Et tout cela alors que l'édit perdu de Dèce
ne prescrivait, paraît-il, qu'une seule peine - la mort - pour tous
ceux qui refusaient de sacrifier aux dieux de l'Empire.
Les lois romaines n'étaient guère susceptibles d'interprétation,
que je sache ? Dura lex sed lex n'est pas un proverbe latin pour
des prunes !
En outre, la portée effective de l'édit pose aussi problème.
S'agissait-il réellement d'obliger réellement tous les habitants
de l'Empire, sans exception, à sacrifier aux dieux ?
Au moment où des envahisseurs menaçaient toutes les frontières,
était-il bien raisonnable d'envisager une mesure d'une telle ampleur,
source de désordres infinis et d'innombrable paperasserie ?

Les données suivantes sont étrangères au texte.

use proptest::prelude::*;
use tracker_core::crypto::{KEY_SIZE, NONCE_SIZE};
use tracker_core::{
    derive_key, CodecError, DispersalConfig, DispersalEngine, Ida, NonceBase, PartitionSealer,
    SealedPartition, SymmetricKey, TrackerError,
};

fn engine(n: usize, k: usize) -> DispersalEngine {
    let sealer = PartitionSealer::new(
        SymmetricKey::from_bytes([0x11; KEY_SIZE]),
        NonceBase::from_bytes([0x22; NONCE_SIZE]),
    );
    let config = DispersalConfig::new(n, k, 10).expect("config");
    DispersalEngine::new(config, sealer).expect("engine")
}

fn subset(sealed: &[SealedPartition], mask: u32) -> Vec<SealedPartition> {
    sealed
        .iter()
        .enumerate()
        .filter(|(i, _)| mask & (1 << i) != 0)
        .map(|(_, p)| p.clone())
        .collect()
}

proptest! {
    #![proptest_config(ProptestConfig::with_cases(64))]

    #[test]
    fn any_threshold_subset_round_trips(
        resource in proptest::collection::vec(any::<u8>(), 0..512),
        mask in 0u32..32,
    ) {
        let engine = engine(5, 3);
        let sealed = engine.disperse(&resource).expect("disperse");
        prop_assert_eq!(sealed.len(), 5);

        let picked = subset(&sealed, mask);
        let result = engine.reassemble::<Vec<u8>>(&picked);
        if mask.count_ones() >= 3 {
            prop_assert_eq!(result.expect("reassemble"), resource);
        } else {
            let is_insufficient = matches!(
                result,
                Err(TrackerError::Codec(CodecError::InsufficientFragments { need: 3, .. }))
            );
            prop_assert!(is_insufficient);
        }
    }

    #[test]
    fn shapes_honour_their_threshold(
        resource in "\\PC{0,64}",
        n in 1usize..=8,
        k_seed in 0usize..8,
    ) {
        let k = k_seed % n + 1;
        let engine = engine(n, k);
        let sealed = engine.disperse(&resource).expect("disperse");
        prop_assert_eq!(sealed.len(), n);

        let tail = &sealed[n - k..];
        prop_assert_eq!(engine.reassemble::<String>(tail).expect("reassemble"), resource.clone());
        if k > 1 {
            prop_assert!(engine.reassemble::<String>(&tail[1..]).is_err());
        }
    }

    #[test]
    fn codec_partitions_are_ceil_sized(
        stream in proptest::collection::vec(any::<u8>(), 1..300),
        k in 1usize..=6,
    ) {
        let ida = Ida::new(6, k).expect("ida");
        let partitions = ida.encode(&stream);
        for partition in &partitions {
            prop_assert_eq!(partition.data.len(), stream.len().div_ceil(k));
        }
        prop_assert_eq!(ida.decode(&partitions[6 - k..]).expect("decode"), stream);
    }

    #[test]
    fn flipped_ciphertext_bytes_never_decode(
        resource in proptest::collection::vec(any::<u8>(), 1..128),
        victim in 0usize..5,
        position in any::<prop::sample::Index>(),
        flip in 1u8..=255,
    ) {
        let engine = engine(5, 3);
        let sealer = PartitionSealer::new(
            SymmetricKey::from_bytes([0x11; KEY_SIZE]),
            NonceBase::from_bytes([0x22; NONCE_SIZE]),
        );
        let mut sealed = engine.disperse(&resource).expect("disperse");
        let pos = position.index(sealed[victim].ciphertext.len());
        sealed[victim].ciphertext[pos] ^= flip;

        prop_assert!(sealer.unseal(&sealed[victim]).is_err());
        let report = engine
            .reassemble_with_report::<Vec<u8>>(&sealed)
            .expect("four partitions survive");
        prop_assert_eq!(report.resource, resource);
        prop_assert_eq!(report.rejected.len(), 1);
        prop_assert_eq!(usize::from(report.rejected[0].index()), victim + 1);
    }

    #[test]
    fn ring_keys_are_stable_and_bounded(input in "\\PC*") {
        let key = derive_key(&input);
        prop_assert!(key < 256);
        prop_assert_eq!(key, derive_key(&input));
    }
}

#[test]
fn distinct_names_spread_over_the_ring() {
    let keys: std::collections::HashSet<_> = (0..64)
        .map(|i| derive_key(&format!("resource-{i}")))
        .collect();
    // 64 uniform draws from 256 buckets collide a little, never this much.
    assert!(keys.len() > 40, "only {} distinct keys", keys.len());
    assert_ne!(derive_key("alpha"), derive_key("bravo"));
}

#[test]
fn wire_frames_reassemble_after_transport() {
    let engine = engine(5, 3);
    let resource = vec!["alpha".to_string(), "bravo".to_string()];
    let frames: Vec<Vec<u8>> = engine
        .disperse(&resource)
        .expect("disperse")
        .iter()
        .map(SealedPartition::to_wire)
        .collect();

    let received: Vec<SealedPartition> = frames[1..4]
        .iter()
        .map(|frame| SealedPartition::from_wire(frame).expect("frame"))
        .collect();
    let back: Vec<String> = engine.reassemble(&received).expect("reassemble");
    assert_eq!(back, resource);
}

Il serait un peu trop fastidieux d'exposer ici toutes les incohérences
qui surgissent si l'on accepte la version (officielle) d'un édit
de persécution universelle que Dèce
aurait promulgué afin d'éradiquer une innocente religion
au seul motif que cette doctrine aurait menacé la cohésion
de l'Empire. Mieux vaut en venir directement à ce qui, à
mon avis, s'est réellement passé.
Quand Dèce prend le pouvoir en 249, il a quelques bonnes raisons
de se méfier des Chrétiens, ces coreligionnaires de Philippe
l'Arabe, son prédécesseur assassiné.
À la fin de la campagne de Perse, en 244, et alors qu'au vu de
la situation militaire, on se dirigeait plutôt vers un statu
quo ante, Philippe avait, nous l'avons dit, signé avec Sapor,
le Roi des Rois, un traité de paix humiliant pour Rome. Dèce
avait de fort bonnes raisons de soupçonner les Chrétiens
d'être à l'origine cette paix bâclée.
Il faut dire que Sapor, pour briser le pouvoir exorbitant des mages zoroastriens,
ainsi que pour rallier à sa personne les dissidents de Rome au
moment où il allait se lancer à la conquête des provinces
orientales de l'Empire, avait autorisé Mani, un Babylonien longtemps
adepte d'une secte chrétienne, à prêcher sa doctrine
dans ses états.
Or, pour le Roi des Rois Sapor, pour l'empereur romain Dèce,
et même pour les doctrinaires chrétiens de ce temps, la doctrine
de Mani n'était qu'une hérésie chrétienne
parmi d'autres. Et comme ce "christianisme rebouilli à la sauce
mésopotamienne" était en passe de devenir la religion officielle
de l'Empire perse, il n'y avait rien d'étonnant à ce que
l'empereur Dèce impute aux Chrétiens la responsabilité
du désastreux traité de 244. Car pour lui, c'était
clair : une paix honteuse avait été achetée par un
traité d'amitié entre Philippe, empereur crypto-chrétien,
et Sapor, Roi des Rois crypto-manichéen et de ce fait crypto-chrétien
lui aussi.
En outre, si, en Orient, la collusion des Chrétiens avec l'ennemi
héréditaire perse était probable, en Occident leur
trahison était certaine. À la mort de Philippe
l'Arabe, son frère Priscus,
Chrétien comme toute la famille de l'empereur assassiné,
s'était révolté et avait fait alliance avec les terribles
Goths. Soutenu par ses dangereux alliés, Priscus avait revêtu
la pourpre impériale et menaçait de marcher sur Rome.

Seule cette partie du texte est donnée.